*** Block opens ***

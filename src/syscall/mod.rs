//! `int 0x80` system call table and dispatcher.
//!
//! The number arrives in `rax`, arguments in `rdi, rsi, rdx, r10, r8, r9`,
//! and the signed result goes back in `rax` (negative values are errnos).

pub mod handlers;

use alloc::boxed::Box;
use alloc::sync::Arc;
use alloc::vec::Vec;

use crate::error::{KResult, KernelError};
use crate::kernel::Kernel;
use crate::process::context::CpuContext;
use crate::process::thread::Tid;
use crate::process::{Pid, Process};
use crate::sched::Cpu;
use crate::{log_debug, log_warn};

pub const SYS_EXIT: u64 = 0;
pub const SYS_WRITE: u64 = 1;
pub const SYS_READ: u64 = 2;
pub const SYS_GETPID: u64 = 3;
pub const SYS_OPEN: u64 = 4;
pub const SYS_CLOSE: u64 = 5;
pub const SYS_FORK: u64 = 6;
pub const SYS_EXEC: u64 = 7;
pub const SYS_WAIT: u64 = 8;
pub const SYS_BRK: u64 = 9;
pub const SYS_MMAP: u64 = 10;
pub const SYS_MUNMAP: u64 = 11;
pub const SYS_GETTIMEOFDAY: u64 = 12;
pub const SYS_SLEEP: u64 = 13;
pub const SYS_YIELD: u64 = 14;

/// A trapped call: number plus the six argument registers.
#[derive(Debug, Clone, Copy, PartialEq, Eq)]
pub struct SyscallArgs {
    pub number: u64,
    pub args: [u64; 6],
}

impl SyscallArgs {
    pub fn from_context(frame: &CpuContext) -> SyscallArgs {
        SyscallArgs { number: frame.syscall_number(), args: frame.syscall_args() }
    }

    pub fn arg(&self, index: usize) -> u64 {
        self.args[index]
    }
}

/// Everything a handler may touch. `pid`/`tid` name the caller, taken from
/// the CPU's current slot at dispatch time.
pub struct SyscallContext<'a> {
    pub kernel: &'a mut Kernel,
    pub cpu: &'a mut Cpu,
    pub frame: &'a mut CpuContext,
    pub pid: Pid,
    pub tid: Tid,
}

impl SyscallContext<'_> {
    pub fn process(&self) -> KResult<&Process> {
        self.kernel.table.get(self.pid).ok_or(KernelError::NoCurrentProcess)
    }

    pub fn process_mut(&mut self) -> KResult<&mut Process> {
        self.kernel.table.get_mut(self.pid).ok_or(KernelError::NoCurrentProcess)
    }
}

pub trait SyscallHandler {
    fn call(&self, ctx: &mut SyscallContext<'_>, args: &SyscallArgs) -> isize;
}

impl<F> SyscallHandler for F
where
    F: Fn(&mut SyscallContext<'_>, &SyscallArgs) -> isize,
{
    fn call(&self, ctx: &mut SyscallContext<'_>, args: &SyscallArgs) -> isize {
        self(ctx, args)
    }
}

/// Fixed number of slots; an empty slot rejects the call.
pub struct SyscallTable {
    slots: Vec<Option<Arc<dyn SyscallHandler>>>,
}

impl SyscallTable {
    pub fn new(slots: usize) -> SyscallTable {
        let mut table = Vec::with_capacity(slots);
        table.resize_with(slots, || None);
        SyscallTable { slots: table }
    }

    pub fn capacity(&self) -> usize {
        self.slots.len()
    }

    /// Installs `handler` at `number`, replacing whatever was there.
    pub fn register<H: SyscallHandler + 'static>(&mut self, number: u64, handler: H) -> KResult<()> {
        let slot = usize::try_from(number)
            .ok()
            .and_then(|n| self.slots.get_mut(n))
            .ok_or(KernelError::InvalidArgument)?;
        let handler: Box<dyn SyscallHandler> = Box::new(handler);
        *slot = Some(Arc::from(handler));
        Ok(())
    }

    pub fn unregister(&mut self, number: u64) {
        if let Some(slot) = usize::try_from(number).ok().and_then(|n| self.slots.get_mut(n)) {
            *slot = None;
        }
    }

    pub fn get(&self, number: u64) -> Option<Arc<dyn SyscallHandler>> {
        let index = usize::try_from(number).ok()?;
        self.slots.get(index)?.clone()
    }

    pub fn is_registered(&self, number: u64) -> bool {
        self.get(number).is_some()
    }
}

/// Runs the handler for the call in `frame` on behalf of the thread the
/// CPU is currently running. The caller stores the result in `rax`.
pub fn dispatch(kernel: &mut Kernel, cpu: &mut Cpu, frame: &mut CpuContext) -> isize {
    let args = SyscallArgs::from_context(frame);
    let Some((pid, tid)) = cpu.current() else {
        log_warn!("syscall {} with no current process", args.number);
        return KernelError::NoCurrentProcess.to_syscall_ret();
    };
    let Some(handler) = kernel.syscalls.get(args.number) else {
        log_warn!("process {}: unknown syscall {}", pid, args.number);
        return KernelError::NotImplemented.to_syscall_ret();
    };
    if let Some(process) = kernel.table.get_mut(pid) {
        process.usage.syscalls += 1;
    }
    log_debug!("process {} syscall {} {:x?}", pid, args.number, args.args);

    let mut ctx = SyscallContext { kernel, cpu, frame, pid, tid };
    handler.call(&mut ctx, &args)
}

#[cfg(test)]
mod tests {
    use super::*;
    use crate::error::{ENOSYS, ESRCH};
    use crate::loader::ramdisk::RamDisk;
    use crate::testing::Harness;

    fn answer(_: &mut SyscallContext<'_>, args: &SyscallArgs) -> isize {
        args.arg(0) as isize + 1
    }

    fn refuse(_: &mut SyscallContext<'_>, _: &SyscallArgs) -> isize {
        -7
    }

    fn echo_pid(ctx: &mut SyscallContext<'_>, args: &SyscallArgs) -> isize {
        assert_eq!(args.args, [1, 2, 3, 4, 5, 6]);
        ctx.pid as isize * 100
    }

    #[test]
    fn test_register_rejects_out_of_range() {
        let mut table = SyscallTable::new(4);
        assert_eq!(table.register(4, answer), Err(KernelError::InvalidArgument));
        assert_eq!(table.register(u64::MAX, answer), Err(KernelError::InvalidArgument));
        assert!(table.register(3, answer).is_ok());
        assert!(table.is_registered(3));
        assert!(!table.is_registered(2));
    }

    #[test]
    fn test_reregistration_overwrites() {
        let mut h = Harness::new(RamDisk::builtin());
        h.kernel.spawn("init", &["init"]).unwrap();
        h.start();
        h.kernel.syscalls.register(40, answer).unwrap();
        assert_eq!(h.syscall(40, [41, 0, 0, 0, 0, 0]), 42);
        h.kernel.syscalls.register(40, refuse).unwrap();
        assert_eq!(h.syscall(40, [41, 0, 0, 0, 0, 0]), -7);
    }

    #[test]
    fn test_unregistered_number_is_enosys() {
        let mut h = Harness::new(RamDisk::builtin());
        let pid = h.kernel.spawn("init", &["init"]).unwrap();
        h.start();
        assert_eq!(h.syscall(63, [0; 6]), -(ENOSYS as isize));
        assert_eq!(h.syscall(1 << 40, [0; 6]), -(ENOSYS as isize));
        h.kernel.syscalls.unregister(SYS_GETPID);
        assert_eq!(h.syscall(SYS_GETPID, [0; 6]), -(ENOSYS as isize));
        // Rejected calls are not counted.
        assert_eq!(h.kernel.table.get(pid).unwrap().usage.syscalls, 0);
    }

    #[test]
    fn test_no_current_process_is_esrch() {
        let mut h = Harness::new(RamDisk::builtin());
        h.kernel.spawn("init", &["init"]).unwrap();
        assert_eq!(h.syscall(SYS_GETPID, [0; 6]), -(ESRCH as isize));
    }

    #[test]
    fn test_dispatch_counts_calls_and_passes_arguments() {
        let mut h = Harness::new(RamDisk::builtin());
        let pid = h.kernel.spawn("init", &["init"]).unwrap();
        h.start();
        h.kernel.syscalls.register(20, echo_pid).unwrap();
        assert_eq!(h.syscall(20, [1, 2, 3, 4, 5, 6]), pid as isize * 100);
        assert_eq!(h.syscall(SYS_GETPID, [0; 6]), pid as isize);
        assert_eq!(h.kernel.table.get(pid).unwrap().usage.syscalls, 2);
    }
}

*** Block closes ***

• **REQUIRED WORK**: Count lines above with the word "alloc". Give the number only.

• **EXERCISE SOLUTION**: 3